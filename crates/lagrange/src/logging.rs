//! Tracing subscriber setup for the binary.

use tracing_subscriber::EnvFilter;

/// Installs the global subscriber.
///
/// `RUST_LOG` wins when set; otherwise `verbose` picks `debug` over `info`.
/// `json` switches to one JSON object per line.
pub fn init_logging(verbose: bool, json: bool) -> Result<(), Box<dyn std::error::Error>> {
    let default_level = if verbose { "debug" } else { "info" };
    let filter =
        EnvFilter::try_from_default_env().unwrap_or_else(|_| EnvFilter::new(default_level));

    let builder = tracing_subscriber::fmt()
        .with_env_filter(filter)
        .with_target(false);

    let result = if json {
        builder.json().try_init()
    } else {
        builder.try_init()
    };
    result.map_err(|e| format!("Failed to initialize logging: {}", e))?;

    Ok(())
}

#####

• [Your goal]:
What is needed is a word-for-word restatement of every line from the one with "use tracing_subscriber::EnvFilter;" to the end of the entries above.

• [Response below]:
use tracing_subscriber::EnvFilter;

/// Installs the global subscriber.
///
/// `RUST_LOG` wins when set; otherwise `verbose` picks `debug` over `info`.
/// `json` switches to one JSON object per line.
pub fn init_logging(verbose: bool, json: bool) -> Result<(), Box<dyn std::error::Error>> {
    let default_level = if verbose { "debug" } else { "info" };
    let filter =
        EnvFilter::try_from_default_env().unwrap_or_else(|_| EnvFilter::new(default_level));

    let builder = tracing_subscriber::fmt()
        .with_env_filter(filter)
        .with_target(false);

    let result = if json {
        builder.json().try_init()
    } else {
        builder.try_init()
    };
    result.map_err(|e| format!("Failed to initialize logging: {}", e))?;

    Ok(())
}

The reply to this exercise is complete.